Lost In Transmission by Wil McCarthy
This is the third book in the Wellstone / Queendom series. Some things are likely to be puzzling if you haven't read at least the previous book, "The Wellstone".
The preceding book in this series told about "The Children's Revolt". Lost In Transmission continues with the aftermath. Several thousand youths are exiled by being sent on an interstellar colony ship to establish humanity's first settlement outside the Solar System. Traveling at much slower than light speed, the 6 light-year trip takes them about 100 years plus another 20 years for braking in the Bernard system. Most of the youths have been stored as computer data for the entire journey and most of the remainder were stored for the majority of the trip.
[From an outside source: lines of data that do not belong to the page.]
//! F16C backend: one packed 32-bit register image per pair.
//!
//! x86 has no half-precision ALU, so each operator widens both pairs to f32
//! with `vcvtph2ps`, runs one SSE instruction, and narrows back with
//! `vcvtps2ph`. A single f32 rounding followed by round-to-nearest-even
//! narrowing is a correctly rounded binary16 result, which is also what the
//! scalar [`Half`] operators produce.
//!
//! Only compiled when the capability gate enabled `half2_native`, which
//! implies `target_feature = "f16c"` (and SSE2) for the whole build.

use super::Half2;
use crate::half::Half;
use std::arch::x86_64::{
    __m128, _mm_add_ps, _mm_cmpeq_ps, _mm_cvtph_ps, _mm_cvtps_ph, _mm_cvtsi128_si32,
    _mm_cvtsi32_si128, _mm_div_ps, _mm_movemask_ps, _mm_mul_ps, _mm_set1_ps, _mm_sub_ps,
    _MM_FROUND_TO_NEAREST_INT, _MM_FROUND_TO_ZERO,
};
use std::ops::{Add, Div, Mul, Neg, Sub};

/// Hardware image of a half pair: lane 0 in bits 0..16, lane 1 in 16..32.
#[derive(Clone, Copy, Debug)]
#[repr(transparent)]
pub struct NativeHalf2(u32);

impl NativeHalf2 {
    /// Wrap a packed image as-is.
    pub const fn from_bits(bits: u32) -> Self {
        Self(bits)
    }

    pub const fn to_bits(self) -> u32 {
        self.0
    }
}

// -- Primitives ---------------------------------------------------------------
//
// The `unsafe` blocks below call `std::arch` intrinsics whose target features
// (sse, sse2, f16c) are enabled crate-wide by the gate. Newer compilers treat
// such calls as safe, hence `unused_unsafe`.

#[inline(always)]
#[allow(unused_unsafe)]
fn widen(h: NativeHalf2) -> __m128 {
    // Safety: f16c/sse2 enabled for the build; lanes 2 and 3 widen from zero.
    unsafe { _mm_cvtph_ps(_mm_cvtsi32_si128(h.0 as i32)) }
}

#[inline(always)]
#[allow(unused_unsafe)]
fn narrow_nearest(v: __m128) -> NativeHalf2 {
    // Safety: f16c/sse2 enabled for the build.
    NativeHalf2(unsafe { _mm_cvtsi128_si32(_mm_cvtps_ph::<_MM_FROUND_TO_NEAREST_INT>(v)) } as u32)
}

#[inline(always)]
#[allow(unused_unsafe)]
fn narrow_toward_zero(v: __m128) -> NativeHalf2 {
    // Safety: f16c/sse2 enabled for the build.
    NativeHalf2(unsafe { _mm_cvtsi128_si32(_mm_cvtps_ph::<_MM_FROUND_TO_ZERO>(v)) } as u32)
}

/// Broadcast an integer, round-toward-zero.
///
/// `i32 -> f32` is exact up to 2^24, and everything at or above 65536
/// saturates to ±65504 under round-toward-zero, so the intermediate f32
/// rounding never changes the result.
#[inline(always)]
#[allow(unused_unsafe)]
fn h2_from_int(value: i32) -> NativeHalf2 {
    // Safety: sse enabled for the build.
    narrow_toward_zero(unsafe { _mm_set1_ps(value as f32) })
}

#[inline(always)]
fn hneg2(a: NativeHalf2) -> NativeHalf2 {
    NativeHalf2(a.0 ^ 0x8000_8000)
}

#[inline(always)]
#[allow(unused_unsafe)]
fn hadd2(a: NativeHalf2, b: NativeHalf2) -> NativeHalf2 {
    // Safety: sse enabled for the build.
    narrow_nearest(unsafe { _mm_add_ps(widen(a), widen(b)) })
}

#[inline(always)]
#[allow(unused_unsafe)]
fn hsub2(a: NativeHalf2, b: NativeHalf2) -> NativeHalf2 {
    // Safety: sse enabled for the build.
    narrow_nearest(unsafe { _mm_sub_ps(widen(a), widen(b)) })
}

#[inline(always)]
#[allow(unused_unsafe)]
fn hmul2(a: NativeHalf2, b: NativeHalf2) -> NativeHalf2 {
    // Safety: sse enabled for the build.
    narrow_nearest(unsafe { _mm_mul_ps(widen(a), widen(b)) })
}

#[inline(always)]
#[allow(unused_unsafe)]
fn h2div(a: NativeHalf2, b: NativeHalf2) -> NativeHalf2 {
    // Safety: sse enabled for the build. Lanes 2 and 3 compute 0/0 and are
    // discarded by the narrowing.
    narrow_nearest(unsafe { _mm_div_ps(widen(a), widen(b)) })
}

/// True iff both lanes compare equal (IEEE: NaN unequal, -0 == +0).
#[inline(always)]
#[allow(unused_unsafe)]
fn hbeq2(a: NativeHalf2, b: NativeHalf2) -> bool {
    // Safety: sse enabled for the build.
    let mask = unsafe { _mm_movemask_ps(_mm_cmpeq_ps(widen(a), widen(b))) };
    mask & 0b11 == 0b11
}

// -- Half2 on top of the primitives -------------------------------------------

impl Half2 {
    /// Wrap a hardware pair without conversion.
    pub fn from_native(native: NativeHalf2) -> Self {
        Self { native }
    }

    /// The underlying hardware pair.
    pub fn native(self) -> NativeHalf2 {
        self.native
    }

    pub(crate) fn from_lanes(lo: Half, hi: Half) -> Self {
        Self::from_bits(lo.to_bits() as u32 | (hi.to_bits() as u32) << 16)
    }

    pub(super) fn broadcast_i32(value: i32) -> Self {
        Self::from_native(h2_from_int(value))
    }

    /// Both lanes, in order.
    pub fn lanes(self) -> (Half, Half) {
        let bits = self.native.0;
        (Half::from_bits(bits as u16), Half::from_bits((bits >> 16) as u16))
    }

    /// Build from the packed image: lane 0 in bits 0..16, lane 1 in 16..32.
    pub fn from_bits(bits: u32) -> Self {
        Self::from_native(NativeHalf2::from_bits(bits))
    }

    /// The packed image: lane 0 in bits 0..16, lane 1 in 16..32.
    pub fn to_bits(self) -> u32 {
        self.native.to_bits()
    }
}

impl Neg for Half2 {
    type Output = Self;
    fn neg(self) -> Self {
        Self::from_native(hneg2(self.native))
    }
}

impl Add for Half2 {
    type Output = Self;
    fn add(self, rhs: Self) -> Self {
        Self::from_native(hadd2(self.native, rhs.native))
    }
}

impl Sub for Half2 {
    type Output = Self;
    fn sub(self, rhs: Self) -> Self {
        Self::from_native(hsub2(self.native, rhs.native))
    }
}

impl Mul for Half2 {
    type Output = Self;
    fn mul(self, rhs: Self) -> Self {
        Self::from_native(hmul2(self.native, rhs.native))
    }
}

impl Div for Half2 {
    type Output = Self;
    fn div(self, rhs: Self) -> Self {
        Self::from_native(h2div(self.native, rhs.native))
    }
}

impl PartialEq for Half2 {
    fn eq(&self, other: &Self) -> bool {
        hbeq2(self.native, other.native)
    }
}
The first approximately quarter of the book is involved in the spaceship's journey to the other star system. This provides the reader with background and some framework. On a conceptual level, it presents ideas of a slower-than-light interstellar trip during which there are no generations of people because the people are stored electronically for later reanimation.
The remainder of the book follows Conrad through careers and phases of his life, in the process showing us the development of the colony. The colony planet is less than ideal. It's metal-poor, making it dependent on mining elsewhere in the system. The atmosphere has too much chlorine to be healthy to unmodified humans. It's relatively close to its star and doesn't have enough natural protection from solar radiation. These factors lead to some protective modification of traditional-looking people and more highly modified bodies for some people. It also imposes a difficult development of the economy. We learn that the "fax machines" (replicators) can be used to produce practically anything, but they can't produce an essential part of a "fax machine". This places limits on the colony.
The portrayal of a new colony in another star system may be a bit spotty. The book presents a somewhat different view of interstellar travel and a colony on a new planet. This provides food for thought within the assumptions of a world with programmable matter and "fax machines" that can store people, repair disease and aging in people, replicate products, teleport things, etc. Those assumptions necessarily lead to significant differences with other SF without those assumptions.
Some readers may find the amazing technology of programmable matter and “fax machines” seems at odds with the lack of starships zipping around the galaxy as is common in so much SF.
The first and last chapters of the book take place at a different time and place, with nothing but the presence of two characters to link them to the remainder of the volume. I would guess that these two chapters will essentially be part of the last book in the series. (The four books in the series came out between 2000 and 2005, so I assume the series is finished and the fourth volume is the last.) If they are not story-wise part of book four, then it seems their inclusion only confuses matters. Even assuming they tie into book four, they can certainly seem out of place in book three.